■ **Exercise details**: Please quote exactly the lines below from the line containing "use super::*;" to the line containing "let plan = find_plan(code);", both lines included, and nothing else.

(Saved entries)
-- -- --
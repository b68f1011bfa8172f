use std::{sync::Arc, time::Duration};

use anyhow::Result;
use chrono::Utc;
use tracing::error;

use crate::application::usecases::expiration_sweeper::ExpirationSweeperUseCase;

pub async fn run_sweeper_loop(
    usecase: Arc<ExpirationSweeperUseCase>,
    interval: Duration,
) -> Result<()> {
    loop {
        if let Err(e) = usecase.sweep(Utc::now()).await {
            error!("Error while running expiration sweep: {}", e);
        }

        tokio::time::sleep(interval).await;
    }
}
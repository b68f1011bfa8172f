use std::sync::Arc;

use anyhow::Result;
use chrono::{DateTime, Duration, Utc};
use tracing::{error, info};

use crate::domain::entities::subscriptions::SubscriptionEntity;
use crate::domain::repositories::access::{AccessEnforcer, SubscriberNotifier};
use crate::domain::repositories::subscriptions::SubscriptionRepository;

#[derive(Debug, Clone, Copy, Default, PartialEq, Eq)]
pub struct SweepSummary {
    pub scanned: usize,
    pub expired: usize,
    pub windows_opened: usize,
}

/// Periodic pass over live entitlements: opens the renewal-discount window
/// once per entitlement lifetime and retires subscriptions whose expiry has
/// elapsed. Running a tick twice without time passing is a no-op because both
/// transitions are conditional updates in the store.
pub struct ExpirationSweeperUseCase {
    subscription_repo: Arc<dyn SubscriptionRepository + Send + Sync>,
    access_enforcer: Arc<dyn AccessEnforcer + Send + Sync>,
    notifier: Arc<dyn SubscriberNotifier + Send + Sync>,
    renewal_window: Duration,
}

impl ExpirationSweeperUseCase {
    pub fn new(
        subscription_repo: Arc<dyn SubscriptionRepository + Send + Sync>,
        access_enforcer: Arc<dyn AccessEnforcer + Send + Sync>,
        notifier: Arc<dyn SubscriberNotifier + Send + Sync>,
        renewal_window: Duration,
    ) -> Self {
        Self {
            subscription_repo,
            access_enforcer,
            notifier,
            renewal_window,
        }
    }

    pub async fn sweep(&self, now: DateTime<Utc>) -> Result<SweepSummary> {
        let candidates = self.subscription_repo.list_sweep_candidates().await?;
        let mut summary = SweepSummary {
            scanned: candidates.len(),
            ..Default::default()
        };

        for subscription in candidates {
            let user_id = subscription.user_id;
            if let Err(err) = self.sweep_one(&subscription, now, &mut summary).await {
                // One user's failure must not starve the rest of the pass.
                error!(
                    user_id,
                    error = ?err,
                    "sweeper: user sweep failed; continuing"
                );
            }
        }

        info!(
            scanned = summary.scanned,
            expired = summary.expired,
            windows_opened = summary.windows_opened,
            "sweeper: pass completed"
        );

        Ok(summary)
    }

    async fn sweep_one(
        &self,
        subscription: &SubscriptionEntity,
        now: DateTime<Utc>,
        summary: &mut SweepSummary,
    ) -> Result<()> {
        let Some(expires_at) = subscription.expires_at else {
            return Ok(());
        };
        let user_id = subscription.user_id;

        if expires_at <= now {
            if self.subscription_repo.expire(user_id, now).await? {
                summary.expired += 1;
                info!(user_id, %expires_at, "sweeper: subscription expired");
                if let Err(err) = self.access_enforcer.revoke_access(user_id).await {
                    error!(
                        user_id,
                        error = ?err,
                        "sweeper: failed to revoke access after expiry"
                    );
                }
                if let Err(err) = self.notifier.subscription_expired(user_id).await {
                    error!(
                        user_id,
                        error = ?err,
                        "sweeper: failed to notify user of expiry"
                    );
                }
            }
            return Ok(());
        }

        if expires_at - now <= self.renewal_window && subscription.renewal_offer_until.is_none() {
            let offer_until = now + self.renewal_window;
            if self
                .subscription_repo
                .open_renewal_window(user_id, offer_until, now)
                .await?
            {
                summary.windows_opened += 1;
                info!(user_id, %offer_until, "sweeper: renewal window opened");
                if let Err(err) = self.notifier.renewal_offer(user_id, offer_until).await {
                    error!(
                        user_id,
                        error = ?err,
                        "sweeper: failed to send renewal offer"
                    );
                }
            }
        }

        Ok(())
    }
}
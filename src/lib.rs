pub mod application;
pub mod config;
pub mod domain;
pub mod infrastructure;
pub mod observability;
pub mod services;
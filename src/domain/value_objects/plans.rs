use chrono::Duration;
use serde::Serialize;

use crate::domain::value_objects::enums::plan_codes::PlanCode;

/// A purchasable plan offer. The catalog lives in code: the reconciliation
/// core persists only payments and subscriptions.
#[derive(Debug, Clone, Copy, Serialize, PartialEq, Eq)]
pub struct Plan {
    pub code: PlanCode,
    pub name: &'static str,
    pub amount_minor: i32,
    pub duration_days: i64,
}

impl Plan {
    pub fn duration(&self) -> Duration {
        Duration::days(self.duration_days)
    }
}

/// Menu shown to users without a live entitlement.
pub const PLANS_INITIAL: [Plan; 4] = [
    Plan {
        code: PlanCode::Weekly,
        name: "Plano Semanal",
        amount_minor: 1990,
        duration_days: 7,
    },
    Plan {
        code: PlanCode::Monthly,
        name: "Plano Mensal",
        amount_minor: 2990,
        duration_days: 30,
    },
    Plan {
        code: PlanCode::Annual,
        name: "Plano Anual",
        amount_minor: 3990,
        duration_days: 365,
    },
    Plan {
        code: PlanCode::AnnualPromo,
        name: "Plano Anual Promocional",
        amount_minor: 2999,
        duration_days: 365,
    },
];

/// Discounted menu, offered only while the renewal window is open.
pub const PLANS_RENEWAL: [Plan; 3] = [
    Plan {
        code: PlanCode::WeeklyRenewal,
        name: "Plano Semanal (Renova\u{e7}\u{e3}o)",
        amount_minor: 1090,
        duration_days: 7,
    },
    Plan {
        code: PlanCode::MonthlyRenewal,
        name: "Plano Mensal (Renova\u{e7}\u{e3}o)",
        amount_minor: 1590,
        duration_days: 30,
    },
    Plan {
        code: PlanCode::AnnualRenewal,
        name: "Plano Anual (Renova\u{e7}\u{e3}o)",
        amount_minor: 1990,
        duration_days: 365,
    },
];

pub fn find_plan(code: PlanCode) -> Plan {
    match code {
        PlanCode::Weekly => PLANS_INITIAL[0],
        PlanCode::Monthly => PLANS_INITIAL[1],
        PlanCode::Annual => PLANS_INITIAL[2],
        PlanCode::AnnualPromo => PLANS_INITIAL[3],
        PlanCode::WeeklyRenewal => PLANS_RENEWAL[0],
        PlanCode::MonthlyRenewal => PLANS_RENEWAL[1],
        PlanCode::AnnualRenewal => PLANS_RENEWAL[2],
    }
}

#[cfg(test)]
mod tests {
    use super::*;

    #[test]
    fn every_plan_code_resolves_to_its_catalog_entry() {
        let codes = [
            PlanCode::Weekly,
            PlanCode::Monthly,
            PlanCode::Annual,
            PlanCode::AnnualPromo,
            PlanCode::WeeklyRenewal,
            PlanCode::MonthlyRenewal,
            PlanCode::AnnualRenewal,
        ];
        for code in codes {
            let plan = find_plan(code);
            assert_eq!(plan.code, code);
            assert!(plan.amount_minor > 0);
            assert!(plan.duration_days > 0);
        }
    }

    #[test]
    fn renewal_tier_is_cheaper_than_initial_tier() {
        assert!(
            find_plan(PlanCode::WeeklyRenewal).amount_minor
                < find_plan(PlanCode::Weekly).amount_minor
        );
        assert!(
            find_plan(PlanCode::MonthlyRenewal).amount_minor
                < find_plan(PlanCode::Monthly).amount_minor
        );
        assert!(
            find_plan(PlanCode::AnnualRenewal).amount_minor
                < find_plan(PlanCode::Annual).amount_minor
        );
    }
}
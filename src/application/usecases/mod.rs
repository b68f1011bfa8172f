pub mod expiration_sweeper;
pub mod reconcile;
pub mod subscriptions;
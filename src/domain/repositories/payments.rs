use anyhow::Result;
use async_trait::async_trait;
use mockall::automock;

use crate::domain::entities::payments::{NewPaymentEntity, PaymentEntity};
use crate::domain::value_objects::enums::payment_statuses::PaymentStatus;

#[async_trait]
#[automock]
pub trait PaymentRepository {
    async fn find_by_id(&self, payment_id: &str) -> Result<Option<PaymentEntity>>;

    /// Inserts a payment record, ignoring the insert when the id already
    /// exists (webhook recovery may race the checkout path).
    async fn create(&self, payment: NewPaymentEntity) -> Result<()>;

    /// Atomically marks the payment `approved` unless it already carries a
    /// terminal status. Returns whether this call performed the transition:
    /// the `true` caller owns the activation side effects.
    async fn claim_approval(&self, payment_id: &str) -> Result<bool>;

    /// Atomically records a non-approved terminal status (`rejected` or
    /// `cancelled`) unless the payment is already terminal. Returns whether
    /// this call performed the transition.
    async fn mark_terminal(&self, payment_id: &str, status: PaymentStatus) -> Result<bool>;
}
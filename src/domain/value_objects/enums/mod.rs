pub mod payment_statuses;
pub mod plan_codes;
pub mod subscription_statuses;
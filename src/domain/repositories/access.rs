use anyhow::Result;
use async_trait::async_trait;
use chrono::{DateTime, Utc};
use mockall::automock;

use crate::domain::value_objects::plans::Plan;

/// Grants/revokes the protected resource (the private group). Invoked after a
/// state transition is durably committed; failures are logged by the caller
/// and never undo the transition.
#[async_trait]
#[automock]
pub trait AccessEnforcer {
    async fn grant_access(&self, user_id: i64) -> Result<()>;

    async fn revoke_access(&self, user_id: i64) -> Result<()>;
}

/// Pushes lifecycle messages to the subscriber over the messaging channel.
#[async_trait]
#[automock]
pub trait SubscriberNotifier {
    async fn payment_approved(
        &self,
        user_id: i64,
        plan: &Plan,
        expires_at: DateTime<Utc>,
    ) -> Result<()>;

    async fn renewal_offer(&self, user_id: i64, offer_until: DateTime<Utc>) -> Result<()>;

    async fn subscription_expired(&self, user_id: i64) -> Result<()>;
}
-- -- --
■ **Output for this exercise**:
    use super::*;

    #[test]
    fn every_plan_code_resolves_to_its_catalog_entry() {
        let codes = [
            PlanCode::Weekly,
            PlanCode::Monthly,
            PlanCode::Annual,
            PlanCode::AnnualPromo,
            PlanCode::WeeklyRenewal,
            PlanCode::MonthlyRenewal,
            PlanCode::AnnualRenewal,
        ];
        for code in codes {
            let plan = find_plan(code);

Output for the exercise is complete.